之前馬石琳在的時候,因為內(nèi)心陰暗,就喜歡折騰自己這個老領導,所以蘇晏都是歸她管的。
后來馬石琳被裴夏趕下山了,索性就把蘇晏關到了地牢里,每隔兩三天差一個弟子去送飯就行。
這安生了幾個月,怎么此時突然出事了?
裴夏二話不說,帶著馮夭就往地牢趕。
開玩笑,蘇晏可是金剛境的煉頭,要是任著她在山上發(fā)瘋,那損失絕對小不了。
江城山的地牢建在北山,比起寢宮,要離望江樓稍近一些。
等裴夏帶著馮夭曹華趕到的時候,地牢的大門都已經(jīng)被打穿了。
碎石飛濺中,只看到兩個人影正在激烈的搏斗。
不遠處的一塊大石旁,郭蓋正滿身是血的坐在地上喘息,裴夏拿了一顆黃岐丹喂給他:“怎么樣了?”
郭蓋搖搖頭:“我攔不住,還好姜大哥及時趕到。”
“我是問你怎么樣了?”
“我?”郭蓋有些詫異,隨即連忙搖頭,“我沒事,一點……咳,一點小傷。”
裴夏招呼了曹華過來,讓他先照看著郭蓋,然后抬頭望向地牢之外。
飛沙走石中,正在和蘇晏交手的,正是剛剛回到山上的姜庶。
他離開寢宮后,自然是回了望江樓那邊,聽聞地牢出事,便先一步趕到。
要說境界,他不過中品的鐵骨,而蘇晏是下品的金剛境。
但好在,看蘇晏出招凌亂,神智應該沒有完全恢復,而且這段時間進食也不充裕,狀態(tài)很差,一時間真被姜庶拖住了。

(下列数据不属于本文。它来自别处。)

use std::path::PathBuf;

/// Reasons the daemon or one of its projects could not start.
#[derive(Debug, thiserror::Error)]
pub enum StartupError {
    #[error("{0} is not set")]
    MissingEnv(&'static str),

    #[error("{var} is not a valid project list: {source}")]
    InvalidProjects {
        var: &'static str,
        #[source]
        source: serde_json::Error,
    },

    #[error("project root {} does not exist or is not a directory", .0.display())]
    ProjectRoot(PathBuf),

    #[error("failed to open audit log {}: {source}", path.display())]
    AuditLog {
        path: PathBuf,
        #[source]
        source: Box<dyn std::error::Error + Send + Sync>,
    },

    #[error("failed to watch {}: {source}", path.display())]
    Watch {
        path: PathBuf,
        #[source]
        source: notify::Error,
    },
}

這小子下山這兩個月也沒有荒廢,除了裴夏最早教他的凡俗拳腳,那云虎山的絕學,他也練的越發(fā)純熟。
雖然沒有靈力的支撐,許多玄異展現(xiàn)不出,但進退逼搶,章法嚴明,除了少數(shù)不得不硬碰硬的交手以外,他幾乎沒有受什么傷。
裴夏松了口氣,看向身旁的馮夭:“你去吧。”
馮夭點點頭,先是往前邁了一步。
隨即想起最近山上缺布料,做一身衣服不容易,她頓了頓,解了上身的衣衫,露出貼身的束胸短襖。
美背舒張,雪白的肌膚下,隱約浮現(xiàn)出鮮紅的脊椎。